AUTHOR=Xie Ping , Batur Jesur , An Xin , Yasen Musha , Fu Xuefeng , Jia Lin , Luo Yun TITLE=Novel, alternative splicing signature to detect lymph node metastasis in prostate adenocarcinoma with machine learning JOURNAL=Frontiers in Oncology VOLUME=12 YEAR=2023 URL=https://www.frontiersin.org/journals/oncology/articles/10.3389/fonc.2022.1084403 DOI=10.3389/fonc.2022.1084403 ISSN=2234-943X ABSTRACT=Background

The presence of lymph node metastasis leads to a poor prognosis for prostate cancer (Pca). Recently, many studies have indicated that gene signatures may be able to predict the status of lymph nodes.
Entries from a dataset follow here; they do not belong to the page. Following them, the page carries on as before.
//! Contact-information classifier.
//!
//! Decides whether a single chat message is an email address, a phone number,
//! something that only looks like one, or unrelated text. The checks run in a
//! fixed priority order and the first decisive check wins:
//!
//! 1. non-contact vocabulary (pages, price, age, ...) → `Invalid`
//! 2. a genre word plus any 1-4 digit number anywhere in the message
//!    ("500 page horror") → `Invalid`, even when the number is a phone group
//! 3. an email-shaped substring → `InvalidEmail` / `ValidEmail` / `AmbiguousEmail`
//! 4. the digit run of the message → phone tags, or `Invalid`
//!
//! The classifier never fails once built and holds no mutable state, so one
//! instance can be shared across threads.

use std::sync::LazyLock;

use regex::Regex;
use tracing::debug;

use super::tables::{KeywordCategory, KeywordTables};
use crate::error::ClassifierError;

/// Smallest digit count that can be a phone number.
pub const PHONE_MIN_DIGITS: usize = 10;
/// Largest digit count that can be a phone number.
pub const PHONE_MAX_DIGITS: usize = 15;
/// Below this many digits a number is never treated as a phone attempt.
pub const PHONE_ATTEMPT_MIN_DIGITS: usize = 7;

static EMAIL: LazyLock<Regex> =
    LazyLock::new(|| Regex::new(r"(?i)[a-z0-9._%+\-]+@[a-z0-9.\-]+\.[a-z]{2,}").unwrap());

static YEAR_TOKEN: LazyLock<Regex> = LazyLock::new(|| Regex::new(r"\b(?:19|20)\d{2}\b").unwrap());

static SHORT_NUMBER: LazyLock<Regex> = LazyLock::new(|| Regex::new(r"\b\d{1,4}\b").unwrap());

/// Outcome of classifying one message.
#[derive(Debug, Clone, PartialEq, Eq)]
pub enum ClassificationResult {
    /// Email with declared intent; the address as it appeared in the input.
    ValidEmail(String),
    /// Email-shaped but malformed or a placeholder address.
    InvalidEmail,
    /// Email-shaped with no declared intent; caller should confirm.
    AmbiguousEmail(String),
    /// Phone number with declared intent; digits only, with an optional leading `+`.
    ValidPhone(String),
    /// Digits that look like an incomplete phone attempt.
    InvalidPhone,
    /// Phone-shaped with no declared intent; the trimmed input.
    AmbiguousPhone(String),
    /// Not contact information.
    Invalid,
}

impl ClassificationResult {
    /// Short machine tag, for logs only.
    pub fn tag(&self) -> &'static str {
        match self {
            Self::ValidEmail(_) => "valid_email",
            Self::InvalidEmail => "invalid_email",
            Self::AmbiguousEmail(_) => "ambiguous_email",
            Self::ValidPhone(_) => "valid_phone",
            Self::InvalidPhone => "invalid_phone",
            Self::AmbiguousPhone(_) => "ambiguous_phone",
            Self::Invalid => "invalid",
        }
    }

    /// Whether the message should be handled as contact info at all.
    pub fn is_contact(&self) -> bool {
        !matches!(self, Self::Invalid)
    }
}

/// Classifies free text as contact information using injected keyword tables.
#[derive(Debug, Clone)]
pub struct ContactInfoClassifier {
    tables: KeywordTables,
    non_contact: Option<Regex>,
    genre: Option<Regex>,
}

impl ContactInfoClassifier {
    /// Build a classifier over `tables`.
    pub fn new(tables: KeywordTables) -> Result<Self, ClassifierError> {
        let non_contact = word_pattern(&tables, KeywordCategory::NonContact)?;
        let genre = word_pattern(&tables, KeywordCategory::Genre)?;
        Ok(Self {
            tables,
            non_contact,
            genre,
        })
    }

    /// Build a classifier over the built-in tables.
    pub fn with_builtin_tables() -> Result<Self, ClassifierError> {
        Self::new(KeywordTables::builtin())
    }

    pub fn tables(&self) -> &KeywordTables {
        &self.tables
    }

    /// Classify one message.
    ///
    /// Keyword checks run on the trimmed, lower-cased text. Extracted emails
    /// keep the casing of `text`.
    pub fn classify(&self, text: &str) -> ClassificationResult {
        let original = text.trim();
        let lowered = original.to_lowercase();

        let result = self.classify_inner(original, &lowered);
        debug!(
            tag = result.tag(),
            tables_version = self.tables.version(),
            "Classified message"
        );
        result
    }

    fn classify_inner(&self, original: &str, lowered: &str) -> ClassificationResult {
        if self.non_contact.as_ref().is_some_and(|re| re.is_match(lowered)) {
            return ClassificationResult::Invalid;
        }

        if self.genre.as_ref().is_some_and(|re| re.is_match(lowered))
            && SHORT_NUMBER.is_match(lowered)
        {
            return ClassificationResult::Invalid;
        }

        if let Some(found) = EMAIL.find(original) {
            return self.classify_email(original, lowered, found);
        }

        self.classify_phone(original, lowered)
    }

    fn classify_email(
        &self,
        original: &str,
        lowered: &str,
        found: regex::Match<'_>,
    ) -> ClassificationResult {
        let address = found.as_str();

        let trailing = original[found.end()..].trim();
        if trailing == "@" || trailing == "." {
            return ClassificationResult::InvalidEmail;
        }

        let local_part = address
            .split('@')
            .next()
            .unwrap_or_default()
            .to_lowercase();
        let banned = self
            .tables
            .get(KeywordCategory::BannedEmailFragment)
            .iter()
            .any(|fragment| local_part.contains(fragment.as_str()));
        if banned {
            return ClassificationResult::InvalidEmail;
        }

        if self
            .tables
            .contains_phrase(KeywordCategory::EmailIntent, lowered)
        {
            ClassificationResult::ValidEmail(address.to_string())
        } else {
            ClassificationResult::AmbiguousEmail(address.to_string())
        }
    }

    fn classify_phone(&self, original: &str, lowered: &str) -> ClassificationResult {
        let digits: String = original.chars().filter(char::is_ascii_digit).collect();
        let count = digits.len();
        let has_intent = self
            .tables
            .contains_phrase(KeywordCategory::PhoneIntent, lowered);

        if (PHONE_MIN_DIGITS..=PHONE_MAX_DIGITS).contains(&count) {
            if YEAR_TOKEN.is_match(lowered) && !has_intent {
                return ClassificationResult::Invalid;
            }
            if has_intent {
                return ClassificationResult::ValidPhone(normalize_phone(original));
            }
            return ClassificationResult::AmbiguousPhone(original.to_string());
        }

        if count < PHONE_ATTEMPT_MIN_DIGITS {
            return ClassificationResult::Invalid;
        }

        if self
            .tables
            .contains_phrase(KeywordCategory::NarrativeClue, lowered)
        {
            return ClassificationResult::Invalid;
        }

        ClassificationResult::InvalidPhone
    }
}

/// Reduce a phone number to its digits, keeping a `+` that leads the number.
pub fn normalize_phone(text: &str) -> String {
    let digits: String = text.chars().filter(char::is_ascii_digit).collect();
    if has_leading_plus(text) {
        format!("+{digits}")
    } else {
        digits
    }
}

fn has_leading_plus(text: &str) -> bool {
    let Some(first_digit) = text.find(|c: char| c.is_ascii_digit()) else {
        return false;
    };
    text[..first_digit]
        .trim_end_matches(|c: char| c == '(' || c.is_whitespace())
        .ends_with('+')
}

/// Compile an alternation over one category that only matches whole words,
/// or `None` if the category is empty.
///
/// `\b` is not used because entries may start or end with non-word
/// characters ("c++", "sci-fi").
fn word_pattern(
    tables: &KeywordTables,
    category: KeywordCategory,
) -> Result<Option<Regex>, ClassifierError> {
    let words = tables.get(category);
    if words.is_empty() {
        return Ok(None);
    }
    let alternation = words
        .iter()
        .map(|w| regex::escape(w))
        .collect::<Vec<_>>()
        .join("|");
    Regex::new(&format!(r"(?:^|\W)(?:{alternation})(?:\W|$)"))
        .map(Some)
        .map_err(|source| ClassifierError::Pattern {
            category: category.to_string(),
            source,
        })
}
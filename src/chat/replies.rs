//! User-visible replies for contact handling.
//!
//! Classification tags never reach the user; these are the sentences they map to.

pub const EMAIL_RECEIVED: &str =
    "Thanks for your email! We've received your details and will contact you shortly. Looking forward to working with you!";

pub const PHONE_RECEIVED: &str =
    "Thanks for your number! We've received your details and will contact you shortly. Looking forward to working with you!";

pub const EMAIL_CORRECTION: &str = "That doesn't seem to be a valid email format. Please double-check and provide your full email address (e.g., yourname@gmail.com).";

pub const EMAIL_GIVE_UP: &str =
    "That's still not a valid email, but no worries if you don't have one handy!";

pub const PHONE_CORRECTION: &str =
    "That phone number doesn't seem complete. Please provide a full phone number.";

pub const PHONE_GIVE_UP: &str =
    "That still doesn't look like a full phone number, but no worries. We can keep chatting here!";

pub const CONFIRMATION_DECLINED: &str =
    "No problem! Feel free to share the best way to reach you whenever you like.";

pub const RESET_DONE: &str = "Chat cleared. How can I help you today?";

pub fn confirm_email(address: &str) -> String {
    format!("Just to confirm, is {address} the best email to reach you at?")
}

pub fn confirm_phone(number: &str) -> String {
    format!("Just to check, is {number} a phone number we can reach you on?")
}

/// A yes/no answer to a confirmation question.
#[derive(Debug, Clone, Copy, PartialEq, Eq)]
pub enum Confirmation {
    Yes,
    No,
}

const AFFIRMATIVE: &[&str] = &[
    "yes",
    "yep",
    "yeah",
    "yup",
    "y",
    "sure",
    "correct",
    "right",
    "that's right",
    "that is right",
    "that's correct",
    "confirmed",
    "absolutely",
];

const NEGATIVE: &[&str] = &["no", "nope", "nah", "n", "wrong", "incorrect", "not really"];

/// Read a short message as a yes or no, if it is one.
///
/// Matches when the message is a listed word or starts with one followed by
/// a space or comma ("yes, that's it").
pub fn parse_confirmation(text: &str) -> Option<Confirmation> {
    let normalized = text
        .trim()
        .trim_end_matches(|c: char| c == '!' || c == '.' || c == '?')
        .to_lowercase();
    let matches = |word: &&str| {
        normalized == *word
            || normalized
                .strip_prefix(*word)
                .is_some_and(|rest| rest.starts_with(' ') || rest.starts_with(','))
    };
    if NEGATIVE.iter().any(matches) {
        Some(Confirmation::No)
    } else if AFFIRMATIVE.iter().any(matches) {
        Some(Confirmation::Yes)
    } else {
        None
    }
}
The purpose of this study is to probe and validate a new tool to predict lymph node metastasis (LNM) based on alternative splicing (AS).

Methods

Gene expression profiles and clinical information of prostate adenocarcinoma cohort were retrieved from The Cancer Genome Atlas (TCGA) database, and the corresponding RNA-seq splicing events profiles were obtained from the TCGA SpliceSeq. Limma package was used to identify the differentially expressed alternative splicing (DEAS) events between LNM and non-LNM groups. Eight machine learning classifiers were built to train with stratified five-fold cross-validation. SHAP values was used to explain the model.

Results

333 differentially expressed alternative splicing (DEAS) events were identified. Using correlation filter and the least absolute shrinkage and selection operator (LASSO) method, a 96 AS signature was identified that had favorable discrimination in the training set and validated in the validation set. The linear discriminant analysis (LDA) was the best classifier after 100 iterations of training. The LDA classifier was able to distinguish between LNM and non-LNM with an area under the receiver operating curve of 0.962 ± 0.026 in the training set (D1 = 351) and 0.953 in the validation set (D2 = 62). The decision curve analysis plot proved the clinical application of the AS-based model.

Conclusion

Machine learning combined with AS data could robustly distinguish between LNM and non-LNM in Pca.